Advanced Perennial LPs may choose to LP directly into markets, rather than using the vault product that Perennial Labs has built on top of the protocol. This can be beneficial for the following reasons:
When providing liquidity directly to the markets you are able to be more efficient with your collateral by using leverage. Instead of making with X units of collateral, you can use leverage to multiply that amount. This nets an LP more fees & interest than LP'ing without leverage. However, this comes with liquidation risks. For professional LPs its relatively simple to ensure that you are hedged by watching the markets and rebalancing your collateral between venues as needed.

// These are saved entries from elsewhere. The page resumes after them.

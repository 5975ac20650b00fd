//! SiteSearch — live search widget over a WordPress-style content API.
//!
//! # Modules
//!
//! - [`widget`] — The search widget state machine and query cycle
//! - [`source`] — Remote content API seam and the HTTP client
//! - [`render`] — Client-side re-filter, truncation, highlighting
//! - [`types`] — Configuration, remote entities, results content, widget state
//! - [`error`] — Fetch and config errors

pub mod error;
pub mod render;
pub mod source;
pub mod types;
pub mod widget;

use std::path::{Path, PathBuf};

use tracing::{debug, warn};

use error::ConfigError;
use types::SearchOverrides;

pub use source::{ContentSource, HttpContentSource};
pub use types::{ClickTarget, ContentItem, ResultsContent, SearchConfig, StatusMessage, WidgetState};
pub use widget::{SearchWidget, WidgetView};

// ---------------------------------------------------------------------------
// .sitesearch.toml config loading
// ---------------------------------------------------------------------------

/// File name looked up in the working directory when no config path is given.
pub const CONFIG_FILE_NAME: &str = ".sitesearch.toml";

/// Known keys in `.sitesearch.toml` for config validation.
const KNOWN_CONFIG_KEYS: &[&str] = &["base_url", "content_types", "max_results", "escape_titles"];

/// Simple Levenshtein edit distance for typo suggestions.
fn edit_distance(a: &str, b: &str) -> usize {
    let (a, b) = (a.as_bytes(), b.as_bytes());
    let mut prev: Vec<usize> = (0..=b.len()).collect();
    let mut curr = vec![0; b.len() + 1];
    for (i, &ca) in a.iter().enumerate() {
        curr[0] = i + 1;
        for (j, &cb) in b.iter().enumerate() {
            let cost = if ca == cb { 0 } else { 1 };
            curr[j + 1] = (prev[j + 1] + 1).min(curr[j] + 1).min(prev[j] + cost);
        }
        std::mem::swap(&mut prev, &mut curr);
    }
    prev[b.len()]
}

/// `.sitesearch.toml` in `dir`, if present.
pub fn find_config(dir: &Path) -> Option<PathBuf> {
    let path = dir.join(CONFIG_FILE_NAME);
    path.is_file().then_some(path)
}

/// Load widget overrides from a TOML config file.
///
/// Unknown keys are not an error; they trigger a warning with a typo suggestion.
pub fn load_config_file(path: &Path) -> Result<SearchOverrides, ConfigError> {
    debug!(path = %path.display(), "Loading config");
    let content = std::fs::read_to_string(path)
        .map_err(|source| ConfigError::Read { path: path.to_path_buf(), source })?;
    let table: toml::Table =
        content.parse().map_err(|source| ConfigError::Parse { path: path.to_path_buf(), source })?;
    parse_overrides(&table)
}

/// Extract overrides from an already-parsed TOML table.
pub fn parse_overrides(table: &toml::Table) -> Result<SearchOverrides, ConfigError> {
    for key in table.keys() {
        if KNOWN_CONFIG_KEYS.contains(&key.as_str()) {
            continue;
        }
        let suggestion = KNOWN_CONFIG_KEYS.iter().min_by_key(|k| edit_distance(key, k));
        match suggestion {
            Some(s) if edit_distance(key, s) <= 3 => {
                warn!(key = key.as_str(), suggestion = *s, "Unknown config key — did you mean '{s}'?");
            }
            _ => {
                warn!(
                    key = key.as_str(),
                    "Unknown config key (known keys: {})",
                    KNOWN_CONFIG_KEYS.join(", ")
                );
            }
        }
    }

    let mut overrides = SearchOverrides::default();

    if let Some(v) = table.get("base_url") {
        let url = v
            .as_str()
            .ok_or(ConfigError::InvalidValue { key: "base_url", expected: "a string" })?;
        overrides.base_url = Some(url.to_string());
    }

    if let Some(v) = table.get("content_types") {
        let types = v
            .as_array()
            .and_then(|array| array.iter().map(|t| t.as_str().map(str::to_string)).collect::<Option<Vec<_>>>())
            .ok_or(ConfigError::InvalidValue { key: "content_types", expected: "an array of strings" })?;
        overrides.content_types = Some(types);
    }

    if let Some(v) = table.get("max_results") {
        let max = v
            .as_integer()
            .and_then(|n| usize::try_from(n).ok())
            .ok_or(ConfigError::InvalidValue { key: "max_results", expected: "a non-negative integer" })?;
        overrides.max_results = Some(max);
    }

    if let Some(v) = table.get("escape_titles") {
        let escape = v
            .as_bool()
            .ok_or(ConfigError::InvalidValue { key: "escape_titles", expected: "a boolean" })?;
        overrides.escape_titles = Some(escape);
    }

    Ok(overrides)
}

Lower "At-Risk" Collateral A side effect of LP'ing with leverage is that there is less "capital at risk" in the protocol's contracts. In the event of a bug/hack there is less collateral exposed to the issue than LP'ing without leverage.
When LPing with leverage extra care needs to be taken to ensure your position isn't liquidated. Normally, advanced makers will use external systems to monitor their position to calculate their exposure & the health of their leveraged LP.
Included in Perennial's Typescript SDK we have a number of helper functions that can do the heavy lifting when it comes to fetching and understanding your position. We also have an example script that can help you get started quickly. Once you have this data you're able to setup strategies to monitor and react to market changes.
Professional LPs will usually try to hedge their exposure when making a market. In Perennial's markets, a maker's exposure can change significantly within the space of 15seconds due to high leverage and fast settlement. So its crucial that makers have an understanding of settlement within the a given Perennial market. See the Settlement section for more info.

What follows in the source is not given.